Sentiments monstrueux de l'amitié ou de l'admiration pour une femme
vicieuse.
.......................................
_La Maîtresse vierge._--La femme dont on ne jouit pas est celle que
l'on aime.
Délicatesse esthétique, hommage idolâtrique des blasés.
Ce qui rend la maîtresse plus chère, c'est la débauche avec d'autres
femmes. Ce qu'elle perd en jouissances sensuelles, elle le gagne en
adoration. La conscience d'avoir besoin du pardon rend l'homme plus
aimable. De la chasteté dans l'amour.
.......................................
L'homme qui voit dans sa maîtresse un défaut, un vice (physique?)
imaginaire. Obsession.
L'homme désespéré de n'être pas aussi beau que sa femme.
Celui qui n'est pas beau ne peut pas jouir de l'amour.
.......................................
Série de scènes du Directoire et du Consulat.
Modes de ces époques.
Estampes indécentes de ces époques.
.......................................
Les jouissances de l'Église. Impressions libertines ressenties à
Saint-Paul.
.......................................
_Ni remords ni regrets._
Qu'importe de souffrir beaucoup, quand on a beaucoup joui?
C'est une loi, un équilibre.
Trouver l'algèbre morale de ce dicton.
Refrains variés.
.......................................
Toute jeune, les jupons, la soie, les parfums, les genoux des femmes.


LETTRES DE BAUDELAIRE


I
À MADAME MARIE

Madame,
Est-il bien possible que je ne dois plus vous revoir? Là est pour moi
la question importante, car j'en suis arrivé à ce point que votre
absence est déjà pour mon cœur une énorme privation.

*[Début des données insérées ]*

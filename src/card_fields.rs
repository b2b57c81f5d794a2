//! Business-card field structuring.
//!
//! Turns the text lines returned by OCR into a [`FieldMap`] with the usual
//! card fields: `name`, `company`, `job_title`, `email`, `phone`, `mobile`,
//! `fax`, `website`, `address`. Each line is claimed by at most one field,
//! contact details first, so a phone line never ends up as a name.
//!
//! The rules are keyword and shape checks. Fields that cannot be
//! recognized are left out.

use crate::models::{FieldMap, FieldValue};

const TITLE_WORDS: &[&str] = &[
    "ceo", "cto", "cfo", "coo", "vp", "president", "director", "manager", "engineer",
    "developer", "designer", "consultant", "architect", "analyst", "lead", "head", "founder",
    "officer", "specialist", "representative", "partner", "associate", "scientist",
    "executive", "administrator", "coordinator", "intern", "owner",
];

const COMPANY_WORDS: &[&str] = &[
    "inc", "inc.", "corp", "corp.", "corporation", "llc", "ltd", "ltd.", "co.", "gmbh",
    "company", "group", "technologies", "solutions", "labs", "systems", "partners", "plc",
    "ag", "s.a.", "holdings", "studio",
];

const STREET_WORDS: &[&str] = &[
    "st", "st.", "street", "ave", "ave.", "avenue", "rd", "rd.", "road", "blvd", "blvd.",
    "boulevard", "suite", "ste", "floor", "fl", "lane", "ln", "drive", "dr", "way", "plaza",
    "building", "bldg",
];

#[derive(Debug, Clone, Copy, PartialEq, Eq)]
enum PhoneKind {
    Phone,
    Mobile,
    Fax,
}

fn words(line: &str) -> Vec<String> {
    line.split(|c: char| c.is_whitespace() || c == ',' || c == '|')
        .filter(|w| !w.is_empty())
        .map(|w| w.to_lowercase())
        .collect()
}

fn has_any(line: &str, vocabulary: &[&str]) -> bool {
    words(line).iter().any(|w| vocabulary.contains(&w.as_str()))
}

fn digit_count(s: &str) -> usize {
    s.chars().filter(|c| c.is_ascii_digit()).count()
}

fn find_email(line: &str) -> Option<String> {
    line.split_whitespace()
        .map(|t| t.trim_matches(|c: char| c == ',' || c == ';' || c == '<' || c == '>'))
        .map(|t| t.strip_prefix("mailto:").unwrap_or(t))
        .find(|t| {
            let Some((local, domain)) = t.split_once('@') else {
                return false;
            };
            !local.is_empty() && domain.contains('.') && !domain.starts_with('.')
        })
        .map(|t| t.to_string())
}

fn find_website(line: &str) -> Option<String> {
    line.split_whitespace()
        .map(|t| t.trim_matches(|c: char| c == ',' || c == ';'))
        .find(|t| {
            let lower = t.to_lowercase();
            !lower.contains('@')
                && (lower.starts_with("http://")
                    || lower.starts_with("https://")
                    || lower.starts_with("www."))
        })
        .map(|t| t.to_string())
}

/// Classify a line as a phone-ish line and strip its label.
fn find_phone(line: &str) -> Option<(PhoneKind, String)> {
    if digit_count(line) < 7 {
        return None;
    }
    let lower = line.to_lowercase();
    let labels: &[(&str, PhoneKind)] = &[
        ("mobile", PhoneKind::Mobile),
        ("cell", PhoneKind::Mobile),
        ("mob", PhoneKind::Mobile),
        ("m:", PhoneKind::Mobile),
        ("m.", PhoneKind::Mobile),
        ("fax", PhoneKind::Fax),
        ("f:", PhoneKind::Fax),
        ("f.", PhoneKind::Fax),
        ("tel", PhoneKind::Phone),
        ("phone", PhoneKind::Phone),
        ("office", PhoneKind::Phone),
        ("t:", PhoneKind::Phone),
        ("t.", PhoneKind::Phone),
        ("p:", PhoneKind::Phone),
    ];

    let (kind, rest) = labels
        .iter()
        .find(|(label, _)| lower.starts_with(label))
        .map(|(label, kind)| (*kind, line.get(label.len()..).unwrap_or(line)))
        .unwrap_or((PhoneKind::Phone, line));

    // Unlabelled lines must look like a number, not an address with a zip code
    let number: String = rest
        .trim_start_matches(|c: char| c.is_alphabetic() || c == ':' || c == '.')
        .trim()
        .to_string();
    let allowed = |c: char| c.is_ascii_digit() || " +-().ext".contains(c);
    if !number.chars().all(allowed) || digit_count(&number) < 7 {
        return None;
    }
    Some((kind, number))
}

/// Keep the first value seen for a field.
fn set(fields: &mut FieldMap, name: &str, value: String) {
    fields
        .entry(name.to_string())
        .or_insert(FieldValue::Text(value));
}

fn is_address(line: &str) -> bool {
    digit_count(line) > 0 && has_any(line, STREET_WORDS)
}

fn is_name_like(line: &str) -> bool {
    let parts: Vec<&str> = line.split_whitespace().collect();
    (2..=4).contains(&parts.len())
        && parts.iter().all(|p| {
            p.chars()
                .all(|c| c.is_alphabetic() || c == '.' || c == '-' || c == '\'')
                && p.chars().next().is_some_and(|c| c.is_uppercase())
        })
}

/// Structure OCR text lines into business-card fields.
pub fn parse_card(lines: &[String]) -> FieldMap {
    let mut fields = FieldMap::new();
    let mut claimed = vec![false; lines.len()];
    let mut address_lines = Vec::new();

    for (i, raw) in lines.iter().enumerate() {
        let line = raw.trim();
        if line.is_empty() {
            claimed[i] = true;
            continue;
        }

        if let Some(email) = find_email(line) {
            set(&mut fields, "email", email);
            claimed[i] = true;
            if let Some(site) = find_website(line) {
                set(&mut fields, "website", site);
            }
            continue;
        }
        if let Some(site) = find_website(line) {
            set(&mut fields, "website", site);
            claimed[i] = true;
            continue;
        }
        if let Some((kind, number)) = find_phone(line) {
            let name = match kind {
                PhoneKind::Phone => "phone",
                PhoneKind::Mobile => "mobile",
                PhoneKind::Fax => "fax",
            };
            set(&mut fields, name, number);
            claimed[i] = true;
            continue;
        }
        if is_address(line) {
            address_lines.push(line.to_string());
            claimed[i] = true;
        }
    }

    if !address_lines.is_empty() {
        fields.insert(
            "address".to_string(),
            FieldValue::Text(address_lines.join(", ")),
        );
    }

    for (i, raw) in lines.iter().enumerate() {
        if claimed[i] {
            continue;
        }
        let line = raw.trim();
        if !fields.contains_key("company") && has_any(line, COMPANY_WORDS) {
            set(&mut fields, "company", line.to_string());
            claimed[i] = true;
        } else if !fields.contains_key("job_title") && has_any(line, TITLE_WORDS) {
            set(&mut fields, "job_title", line.to_string());
            claimed[i] = true;
        }
    }

    for (i, raw) in lines.iter().enumerate() {
        if claimed[i] {
            continue;
        }
        let line = raw.trim();
        if !fields.contains_key("name") && is_name_like(line) {
            set(&mut fields, "name", line.to_string());
            claimed[i] = true;
        }
    }

    // Fall back to the first leftover line for the company
    if !fields.contains_key("company") {
        if let Some(i) = (0..lines.len()).find(|&i| !claimed[i]) {
            set(&mut fields, "company", lines[i].trim().to_string());
        }
    }

    fields
}

#[cfg(test)]
mod tests {
    use super::*;

    fn lines(text: &str) -> Vec<String> {
        text.lines().map(|l| l.to_string()).collect()
    }

    fn text<'a>(fields: &'a FieldMap, name: &str) -> Option<&'a str> {
        fields.get(name).and_then(FieldValue::as_text)
    }

    #[test]
    fn parses_typical_card() {
        let fields = parse_card(&lines(
            "Jane Doe\n\
             Senior Software Engineer\n\
             Acme Corp\n\
             123 Main Street, Suite 400\n\
             Springfield, IL 62704\n\
             Tel: +1 (555) 010-2000\n\
             Mobile: +1 555 010 3000\n\
             Fax: +1 555 010 4000\n\
             jane.doe@acme.example\n\
             www.acme.example",
        ));

        assert_eq!(text(&fields, "name"), Some("Jane Doe"));
        assert_eq!(text(&fields, "job_title"), Some("Senior Software Engineer"));
        assert_eq!(text(&fields, "company"), Some("Acme Corp"));
        assert_eq!(text(&fields, "email"), Some("jane.doe@acme.example"));
        assert_eq!(text(&fields, "website"), Some("www.acme.example"));
        assert_eq!(text(&fields, "phone"), Some("+1 (555) 010-2000"));
        assert_eq!(text(&fields, "mobile"), Some("+1 555 010 3000"));
        assert_eq!(text(&fields, "fax"), Some("+1 555 010 4000"));
        assert_eq!(text(&fields, "address"), Some("123 Main Street, Suite 400"));
    }

    #[test]
    fn unlabelled_number_is_phone() {
        let fields = parse_card(&lines("John Roe\n555-010-9999"));
        assert_eq!(text(&fields, "phone"), Some("555-010-9999"));
        assert_eq!(text(&fields, "name"), Some("John Roe"));
    }

    #[test]
    fn unknown_text_is_left_out() {
        let fields = parse_card(&lines("\n  \n"));
        assert!(fields.is_empty());
    }

    #[test]
    fn first_value_wins_for_repeated_fields() {
        let fields = parse_card(&lines("a@one.example\nb@two.example"));
        assert_eq!(text(&fields, "email"), Some("a@one.example"));
    }
}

Quand j'ai appris que vous renonciez à poser, et qu'involontairement
j'en serais la cause, j'ai ressenti une tristesse étrange.
J'ai voulu vous écrire, quoique pourtant je sois peu partisan des
écritures; on s'en repend presque toujours. Mais je ne risque rien,
puisque mon parti est pris de me donner à vous, pour toujours.

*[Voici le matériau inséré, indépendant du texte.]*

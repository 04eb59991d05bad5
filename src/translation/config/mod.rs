//! 翻译配置管理模块
//!
//! 提供简化的配置管理，支持环境变量、配置文件和默认值

pub mod manager;

// 重新导出主要类型
pub use manager::{ConfigManager, FailurePolicy, LengthPolicy, TranslationConfig};

/// 配置常量
pub mod constants {
    use std::time::Duration;

    // 上游服务限制
    pub const MAX_TEXT_LENGTH: usize = 5000;

    // 重试设置
    pub const DEFAULT_MAX_TRIES: u32 = 4;
    pub const DEFAULT_RETRY_DELAY: Duration = Duration::from_secs(100);
    pub const DEFAULT_REQUEST_TIMEOUT: Duration = Duration::from_secs(30);

    // 默认API设置
    pub const DEFAULT_API_URL: &str = "https://translation.googleapis.com/language/translate/v2";
    pub const DEFAULT_SOURCE_LANG: &str = "en";
    pub const DEFAULT_TARGET_LANG: &str = "es";
    pub const DEFAULT_FORMAT: &str = "text";
    pub const DEFAULT_MODEL: &str = "nmt";

    // 缓存设置
    pub const CACHE_FILE_PREFIX: &str = "translation-cache-";
    pub const DEFAULT_CACHE_DIR: &str = ".translation-cache";

    // 配置文件搜索路径
    pub const CONFIG_PATHS: &[&str] = &[
        "chef-config.toml",
        ".chef-config.toml",
        "~/.config/engageny-chef/config.toml",
        "/etc/engageny-chef/config.toml",
    ];
}
//! 翻译核心模块
//!
//! 各层通过 [`Translator`] 能力组合在一起：
//!
//! - **上游层** (`google.rs`): 调用 Google 翻译 REST 接口
//! - **重试层** (`retry.rs`): 有界重试，永久错误短路，失败时报错或降级
//! - **缓存层** (`client.rs`): 按原文指纹缓存成功结果
//! - **长度保护** (`guard.rs`): 超长文本在任何请求之前被拒绝或截断
//!
//! ```rust,no_run
//! use engageny_chef::translation::config::TranslationConfig;
//! use engageny_chef::translation::core::{
//!     CachingClient, GoogleTranslator, RetryConfig, RetryingTranslator,
//! };
//! use engageny_chef::translation::storage::TranslationCache;
//!
//! # fn example() -> engageny_chef::translation::TranslationResult<()> {
//! let config = TranslationConfig::default_with_lang("es");
//! let upstream = GoogleTranslator::new(&config)?;
//! let retrying = RetryingTranslator::new(upstream, RetryConfig::from(&config));
//! let cache = TranslationCache::open(config.cache_dir(), &config.target_lang)?;
//!
//! let mut client = CachingClient::new(retrying, cache);
//! let result = client.translate("Grade 3 Mathematics")?;
//! println!("{}", result.translated_text);
//! client.close()?;
//! # Ok(())
//! # }
//! ```

pub mod client;
pub mod google;
pub mod guard;
pub mod retry;
pub mod translator;

pub use client::CachingClient;
pub use google::GoogleTranslator;
pub use guard::LengthGuard;
pub use retry::{RetryConfig, RetryStats, RetryingTranslator, Sleeper, ThreadSleeper};
pub use translator::{TranslatedResult, TranslationResponse, Translator};
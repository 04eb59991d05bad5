//! Google Cloud Translation (v2 REST) 客户端
//!
//! 同步阻塞实现。源语言与目标语言相同时不发起网络请求，直接返回原文。

use reqwest::blocking::Client;
use reqwest::StatusCode;
use serde::{Deserialize, Serialize};
use url::Url;

use super::translator::{TranslatedResult, TranslationResponse, Translator};
use crate::translation::config::TranslationConfig;
use crate::translation::error::{TranslationError, TranslationResult};

const NOP_MODEL: &str = "nop";

#[derive(Debug, Serialize)]
struct TranslateRequest<'a> {
    q: &'a [&'a str],
    target: &'a str,
    source: &'a str,
    format: &'a str,
    model: &'a str,
}

#[derive(Debug, Deserialize)]
struct TranslateEnvelope {
    data: TranslateData,
}

#[derive(Debug, Deserialize)]
struct TranslateData {
    translations: Vec<TranslatedResult>,
}

#[derive(Debug, Deserialize)]
struct ErrorEnvelope {
    error: ErrorBody,
}

#[derive(Debug, Deserialize)]
struct ErrorBody {
    #[serde(default)]
    message: String,
}

/// Google 翻译客户端
pub struct GoogleTranslator {
    client: Client,
    endpoint: Url,
    api_key: Option<String>,
    source_lang: String,
    target_lang: String,
    format: String,
    model: String,
}

impl GoogleTranslator {
    pub fn new(config: &TranslationConfig) -> TranslationResult<Self> {
        let endpoint = Url::parse(&config.api_url).map_err(|e| {
            TranslationError::ConfigError(format!("无效的API URL {}: {}", config.api_url, e))
        })?;

        let client = Client::builder()
            .timeout(config.request_timeout())
            .build()
            .map_err(|e| TranslationError::ConfigError(format!("创建HTTP客户端失败: {}", e)))?;

        Ok(Self {
            client,
            endpoint,
            api_key: config.api_key.clone(),
            source_lang: config.source_lang.clone(),
            target_lang: config.target_lang.clone(),
            format: config.format.clone(),
            model: config.model.clone(),
        })
    }

    pub fn source_lang(&self) -> &str {
        &self.source_lang
    }

    pub fn target_lang(&self) -> &str {
        &self.target_lang
    }

    /// 源语言与目标语言相同，无需翻译
    pub fn is_nop(&self) -> bool {
        self.source_lang == self.target_lang
    }

    /// 一次请求翻译多段文本，结果与输入顺序一致
    pub fn translate_values(&self, values: &[&str]) -> TranslationResult<Vec<TranslatedResult>> {
        if values.is_empty() {
            return Ok(Vec::new());
        }

        if self.is_nop() {
            return Ok(values
                .iter()
                .map(|value| {
                    TranslatedResult::new(*value)
                        .with_detected_language(self.source_lang.as_str())
                        .with_model(NOP_MODEL)
                })
                .collect());
        }

        let request = TranslateRequest {
            q: values,
            target: &self.target_lang,
            source: &self.source_lang,
            format: &self.format,
            model: &self.model,
        };

        let mut builder = self.client.post(self.endpoint.clone()).json(&request);
        if let Some(key) = &self.api_key {
            builder = builder.query(&[("key", key.as_str())]);
        }

        tracing::debug!("请求翻译 {} 段文本 -> {}", values.len(), self.target_lang);
        let response = builder.send()?;
        let status = response.status();
        let body = response.text()?;

        if !status.is_success() {
            return Err(classify_failure(status, &body));
        }

        let translations = parse_translations(&body)?;
        if translations.len() != values.len() {
            return Err(TranslationError::TranslationServiceError(format!(
                "翻译结果数量不匹配: 期望 {}, 实际 {}",
                values.len(),
                translations.len()
            )));
        }

        Ok(translations)
    }
}

impl Translator for GoogleTranslator {
    fn translate(&self, text: &str) -> TranslationResult<TranslatedResult> {
        let translations = self.translate_values(&[text])?;
        TranslationResponse::from(translations).into_result()
    }
}

/// 解析成功响应中的翻译列表
fn parse_translations(body: &str) -> TranslationResult<Vec<TranslatedResult>> {
    let envelope: TranslateEnvelope = serde_json::from_str(body)?;
    Ok(envelope.data.translations)
}

/// 按HTTP状态码划分错误类别
fn classify_failure(status: StatusCode, body: &str) -> TranslationError {
    let message = serde_json::from_str::<ErrorEnvelope>(body)
        .map(|envelope| envelope.error.message)
        .unwrap_or_else(|_| body.trim().to_string());
    let message = format!("HTTP {}: {}", status.as_u16(), message);

    match status {
        StatusCode::UNAUTHORIZED | StatusCode::FORBIDDEN => TranslationError::Forbidden(message),
        StatusCode::TOO_MANY_REQUESTS => TranslationError::RateLimitExceeded,
        _ => TranslationError::TranslationServiceError(message),
    }
}
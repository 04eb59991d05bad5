//! 翻译能力抽象
//!
//! 上游翻译服务有时返回单条记录，有时返回记录列表（分块翻译时）。
//! `TranslationResponse` 在边界处把两种形态统一成一条 `TranslatedResult`，
//! 缓存和重试层只接触统一后的结果。

use std::sync::Arc;

use serde::{Deserialize, Serialize};

use crate::translation::error::{TranslationError, TranslationResult};

/// 单条翻译结果
#[derive(Debug, Clone, PartialEq, Eq, Serialize, Deserialize)]
#[serde(rename_all = "camelCase")]
pub struct TranslatedResult {
    pub translated_text: String,
    #[serde(default, skip_serializing_if = "Option::is_none")]
    pub detected_source_language: Option<String>,
    #[serde(default, skip_serializing_if = "Option::is_none")]
    pub model: Option<String>,
    /// 降级结果（原文），永不写入缓存
    #[serde(skip)]
    pub degraded: bool,
}

impl TranslatedResult {
    pub fn new<S: Into<String>>(translated_text: S) -> Self {
        Self {
            translated_text: translated_text.into(),
            detected_source_language: None,
            model: None,
            degraded: false,
        }
    }

    pub fn with_detected_language<S: Into<String>>(mut self, lang: S) -> Self {
        self.detected_source_language = Some(lang.into());
        self
    }

    pub fn with_model<S: Into<String>>(mut self, model: S) -> Self {
        self.model = Some(model.into());
        self
    }

    /// 以原文作为降级结果
    pub fn untranslated<S: Into<String>>(original: S) -> Self {
        Self {
            degraded: true,
            ..Self::new(original)
        }
    }

    pub fn is_degraded(&self) -> bool {
        self.degraded
    }
}

/// 上游响应的两种形态
#[derive(Debug, Clone, Deserialize)]
#[serde(untagged)]
pub enum TranslationResponse {
    Single(TranslatedResult),
    Batch(Vec<TranslatedResult>),
}

impl TranslationResponse {
    /// 归一化为一条结果
    ///
    /// 多条记录按顺序拼接译文，语言和模型取第一条。
    pub fn into_result(self) -> TranslationResult<TranslatedResult> {
        match self {
            TranslationResponse::Single(result) => Ok(result),
            TranslationResponse::Batch(results) => {
                let mut results = results.into_iter();
                let mut first = results.next().ok_or_else(|| {
                    TranslationError::TranslationServiceError("翻译服务返回了空结果".to_string())
                })?;

                for chunk in results {
                    first.translated_text.push_str(&chunk.translated_text);
                    first.degraded |= chunk.degraded;
                }

                Ok(first)
            }
        }
    }
}

impl From<TranslatedResult> for TranslationResponse {
    fn from(result: TranslatedResult) -> Self {
        TranslationResponse::Single(result)
    }
}

impl From<Vec<TranslatedResult>> for TranslationResponse {
    fn from(results: Vec<TranslatedResult>) -> Self {
        TranslationResponse::Batch(results)
    }
}

/// 翻译能力
pub trait Translator {
    fn translate(&self, text: &str) -> TranslationResult<TranslatedResult>;
}

impl<T: Translator + ?Sized> Translator for &T {
    fn translate(&self, text: &str) -> TranslationResult<TranslatedResult> {
        (**self).translate(text)
    }
}

impl<T: Translator + ?Sized> Translator for Box<T> {
    fn translate(&self, text: &str) -> TranslationResult<TranslatedResult> {
        (**self).translate(text)
    }
}

impl<T: Translator + ?Sized> Translator for Arc<T> {
    fn translate(&self, text: &str) -> TranslationResult<TranslatedResult> {
        (**self).translate(text)
    }
}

Savez-vous que notre longue conversation de jeudi a été fort
singulière? C'est cette même conversation qui m'a laissé dans un état
nouveau et qui est l'occasion de cette lettre.

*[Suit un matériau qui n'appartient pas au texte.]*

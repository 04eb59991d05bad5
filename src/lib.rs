//! # EngageNY Chef 翻译层
//!
//! 为内容抓取流程提供带持久化缓存的翻译服务。
//!
//! ## 模块组织
//!
//! - `core` - 面向抓取流程的本地化入口
//! - `translation` - 翻译能力、重试、缓存
//! - `env` - 类型化的环境变量

pub mod core;
pub mod env;
pub mod translation;

pub use self::core::{
    build_localizer, forget_translations, normalize_language, Localizer, SUPPORTED_LANGUAGES,
};
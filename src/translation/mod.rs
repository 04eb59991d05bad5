//! 翻译模块
//!
//! - **core**: 翻译能力、重试包装器、缓存客户端、上游客户端
//! - **storage**: 按目标语言划分的持久化缓存
//! - **config**: 配置管理
//! - **error**: 错误处理

pub mod config;
pub mod core;
pub mod error;
pub mod storage;

pub use config::{constants, ConfigManager, FailurePolicy, LengthPolicy, TranslationConfig};
pub use self::core::{
    CachingClient, GoogleTranslator, LengthGuard, RetryConfig, RetryStats, RetryingTranslator,
    Sleeper, ThreadSleeper, TranslatedResult, TranslationResponse, Translator,
};
pub use error::{ErrorSeverity, TranslationError, TranslationResult};
pub use storage::{fingerprint, CacheStats, TranslationCache};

Un homme qui dit: _Je vous aime_, et qui prie, et une femme qui répond:
_Vous aimer? Moi! jamais! Un seul a mon amour, malheur à celui qui
viendrait après lui; il n'obtiendrait que mon indifférence et mon
mépris._ Et ce même homme, pour avoir le plaisir de regarder plus
longtemps dans vos yeux, vous laisse lui parler d'un autre, ne parler
que de lui, ne vous enflammer que pour lui, et en pensant à lui. Il est
résulté pour moi de tous ces aveux un fait bien singulier, c'est que,
pour moi, vous n'êtes plus simplement une femme que l'on désire, mais
une femme que l'on aime pour sa franchise, pour sa passion, pour sa
verdeur, pour sa jeunesse et pour sa folie.
J'ai beaucoup perdu à ces explications, puisque vous avez été si
décisive que j'ai dû me soumettre de suite. Mais vous, Madame, vous
y avez beaucoup gagné: vous m'avez inspiré du respect et une estime
profonde. Soyez toujours ainsi, et gardez-la bien, cette passion qui
vous rend si belle, et si heureuse.
Revenez, je vous en supplie, et je me ferai doux et modeste dans mes
désirs. Je méritais d'être méprisé de vous, quand je vous ai répondu
que je me contenterais de miettes. Je mentais. Oh! si vous saviez comme
vous étiez belle, ce soir-là! Je n'ose pas vous faire de compliments.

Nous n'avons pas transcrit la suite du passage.